* _Work task_:
Write out the lines starting at the one that holds "self.characteristic_id().map(|c| c.descriptor(descriptor))" and ending with the final line of the data, exactly and with no others.

Start of Exercise materials

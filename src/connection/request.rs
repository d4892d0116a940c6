//! Queued GATT operations and their outcomes

use std::fmt;
use std::sync::Arc;

use serde::{Deserialize, Serialize};
use thiserror::Error;
use uuid::Uuid;

use crate::ble::gatt::{CharacteristicId, DescriptorId, MAX_MTU, MIN_MTU};
use crate::ble::transport::{Phy, PhyMask, PhyOptions};
use crate::events::Dispatch;

#[derive(Debug, Clone, Copy, PartialEq, Eq, Hash, Serialize, Deserialize)]
pub enum RequestKind {
    ReadCharacteristic,
    WriteCharacteristic,
    ToggleNotification,
    ToggleIndication,
    ReadDescriptor,
    ReadRssi,
    ChangeMtu,
    ReadPhy,
    SetPreferredPhy,
}

#[derive(Debug, Clone, PartialEq, Eq)]
pub enum RequestSuccess {
    CharacteristicRead { target: CharacteristicId, value: Vec<u8> },
    CharacteristicWritten { target: CharacteristicId, value: Vec<u8> },
    NotificationChanged { target: CharacteristicId, enabled: bool },
    IndicationChanged { target: CharacteristicId, enabled: bool },
    DescriptorRead { target: DescriptorId, value: Vec<u8> },
    RssiRead { rssi: i16 },
    MtuChanged { mtu: u16 },
    PhyRead { tx: Phy, rx: Phy },
    /// The PHYs in use after a preference request.
    PhyUpdated { tx: Phy, rx: Phy },
}

/// Preferred PHYs for a `SetPreferredPhy` request.
#[derive(Debug, Clone, Copy, PartialEq, Eq, Serialize, Deserialize)]
pub struct PhyPreference {
    pub tx: PhyMask,
    pub rx: PhyMask,
    pub options: PhyOptions,
}

#[derive(Debug, Clone, Copy, PartialEq, Eq, Hash, Serialize, Deserialize)]
pub enum FailReason {
    /// The transport refused the submission.
    RequestFailed,
    NullCharacteristic,
    NullDescriptor,
    NullService,
    /// The peer answered with a non-success status.
    GattStatusFailed,
    /// No link is open.
    GattIsNull,
    ApiUnsupported,
    AdapterDisabled,
    RequestTimeout,
    ConnectionDisconnected,
    ConnectionReleased,
    ValueIsNullOrEmpty,
}

#[derive(Error, Debug, Clone, PartialEq, Eq)]
#[error("request {request_id:?} ({kind:?}) failed: {reason:?}")]
pub struct RequestFailure {
    pub request_id: String,
    pub kind: RequestKind,
    pub reason: FailReason,
    /// The payload the request carried, if any.
    pub payload: Option<Vec<u8>>,
}

pub type RequestResult = Result<RequestSuccess, RequestFailure>;

/// Completion handler for a single request.
#[derive(Clone)]
pub struct RequestCallback {
    dispatch: Dispatch,
    handler: Arc<dyn Fn(RequestResult) + Send + Sync>,
}

impl RequestCallback {
    /// A callback run on the connection task.
    pub fn new(handler: impl Fn(RequestResult) + Send + Sync + 'static) -> Self {
        Self::on(Dispatch::Immediate, handler)
    }

    pub fn on(dispatch: Dispatch, handler: impl Fn(RequestResult) + Send + Sync + 'static) -> Self {
        Self {
            dispatch,
            handler: Arc::new(handler),
        }
    }

    pub fn dispatch(&self) -> Dispatch {
        self.dispatch
    }

    pub(crate) fn call(&self, result: RequestResult) {
        (self.handler)(result)
    }
}

impl fmt::Debug for RequestCallback {
    fn fmt(&self, f: &mut fmt::Formatter<'_>) -> fmt::Result {
        f.debug_struct("RequestCallback")
            .field("dispatch", &self.dispatch)
            .finish_non_exhaustive()
    }
}

/// One operation against the peripheral.
///
/// `request_id` is an opaque correlation token chosen by the caller and
/// handed back with the result; it need not be unique.
#[derive(Debug, Clone)]
pub struct Request {
    kind: RequestKind,
    request_id: String,
    service: Option<Uuid>,
    characteristic: Option<Uuid>,
    descriptor: Option<Uuid>,
    payload: Option<Vec<u8>>,
    enable: bool,
    mtu: u16,
    phy: Option<PhyPreference>,
    callback: Option<RequestCallback>,
}

impl Request {
    fn new(kind: RequestKind, request_id: impl Into<String>) -> Self {
        Self {
            kind,
            request_id: request_id.into(),
            service: None,
            characteristic: None,
            descriptor: None,
            payload: None,
            enable: false,
            mtu: 0,
            phy: None,
            callback: None,
        }
    }

    fn targeting(mut self, target: &CharacteristicId) -> Self {
        self.service = Some(target.service);
        self.characteristic = Some(target.characteristic);
        self
    }

    pub fn read_characteristic(request_id: impl Into<String>, target: CharacteristicId) -> Self {
        Self::new(RequestKind::ReadCharacteristic, request_id).targeting(&target)
    }

    pub fn write_characteristic(
        request_id: impl Into<String>,
        target: CharacteristicId,
        value: impl Into<Vec<u8>>,
    ) -> Self {
        let mut request = Self::new(RequestKind::WriteCharacteristic, request_id).targeting(&target);
        request.payload = Some(value.into());
        request
    }

    pub fn toggle_notification(
        request_id: impl Into<String>,
        target: CharacteristicId,
        enable: bool,
    ) -> Self {
        let mut request = Self::new(RequestKind::ToggleNotification, request_id).targeting(&target);
        request.enable = enable;
        request
    }

    pub fn toggle_indication(
        request_id: impl Into<String>,
        target: CharacteristicId,
        enable: bool,
    ) -> Self {
        let mut request = Self::new(RequestKind::ToggleIndication, request_id).targeting(&target);
        request.enable = enable;
        request
    }

    pub fn read_descriptor(request_id: impl Into<String>, target: DescriptorId) -> Self {
        let mut request =
            Self::new(RequestKind::ReadDescriptor, request_id).targeting(&target.characteristic_id());
        request.descriptor = Some(target.descriptor);
        request
    }

    pub fn read_rssi(request_id: impl Into<String>) -> Self {
        Self::new(RequestKind::ReadRssi, request_id)
    }

    /// The requested MTU is clamped to 23..=517.
    pub fn change_mtu(request_id: impl Into<String>, mtu: u16) -> Self {
        let mut request = Self::new(RequestKind::ChangeMtu, request_id);
        request.mtu = mtu.clamp(MIN_MTU, MAX_MTU);
        request
    }

    pub fn read_phy(request_id: impl Into<String>) -> Self {
        Self::new(RequestKind::ReadPhy, request_id)
    }

    /// Only a hint to the controller; the result carries the PHYs
    /// actually in use afterwards.
    pub fn set_preferred_phy(
        request_id: impl Into<String>,
        tx: PhyMask,
        rx: PhyMask,
        options: PhyOptions,
    ) -> Self {
        let mut request = Self::new(RequestKind::SetPreferredPhy, request_id);
        request.phy = Some(PhyPreference { tx, rx, options });
        request
    }

    pub fn with_callback(mut self, callback: RequestCallback) -> Self {
        self.callback = Some(callback);
        self
    }

    pub fn kind(&self) -> RequestKind {
        self.kind
    }

    pub fn request_id(&self) -> &str {
        &self.request_id
    }

    pub fn payload(&self) -> Option<&[u8]> {
        self.payload.as_deref()
    }

    pub fn enable(&self) -> bool {
        self.enable
    }

    pub fn mtu(&self) -> u16 {
        self.mtu
    }

    pub fn phy_preference(&self) -> Option<PhyPreference> {
        self.phy
    }

    pub fn characteristic_id(&self) -> Option<CharacteristicId> {
        match (self.service, self.characteristic) {
            (Some(service), Some(characteristic)) => {
                Some(CharacteristicId::new(service, characteristic))
            }
            _ => None,
        }
    }

    pub fn descriptor_id(&self) -> Option<DescriptorId> {
        let descriptor = self.descriptor?;
        self.characteristic_id().map(|c| c.descriptor(descriptor))
    }

    pub fn callback(&self) -> Option<&RequestCallback> {
        self.callback.as_ref()
    }

    pub(crate) fn take_callback(&mut self) -> Option<RequestCallback> {
        self.callback.take()
    }

    /// Build the failure record for this request.
    pub fn failure(&self, reason: FailReason) -> RequestFailure {
        RequestFailure {
            request_id: self.request_id.clone(),
            kind: self.kind,
            reason,
            payload: self.payload.clone(),
        }
    }
}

End of Exercise materials

* _Solution to the problem_:
        self.characteristic_id().map(|c| c.descriptor(descriptor))
    }

    pub fn callback(&self) -> Option<&RequestCallback> {
        self.callback.as_ref()
    }

    pub(crate) fn take_callback(&mut self) -> Option<RequestCallback> {
        self.callback.take()
    }

    /// Build the failure record for this request.
    pub fn failure(&self, reason: FailReason) -> RequestFailure {
        RequestFailure {
            request_id: self.request_id.clone(),
            kind: self.kind,
            reason,
            payload: self.payload.clone(),
        }
    }
}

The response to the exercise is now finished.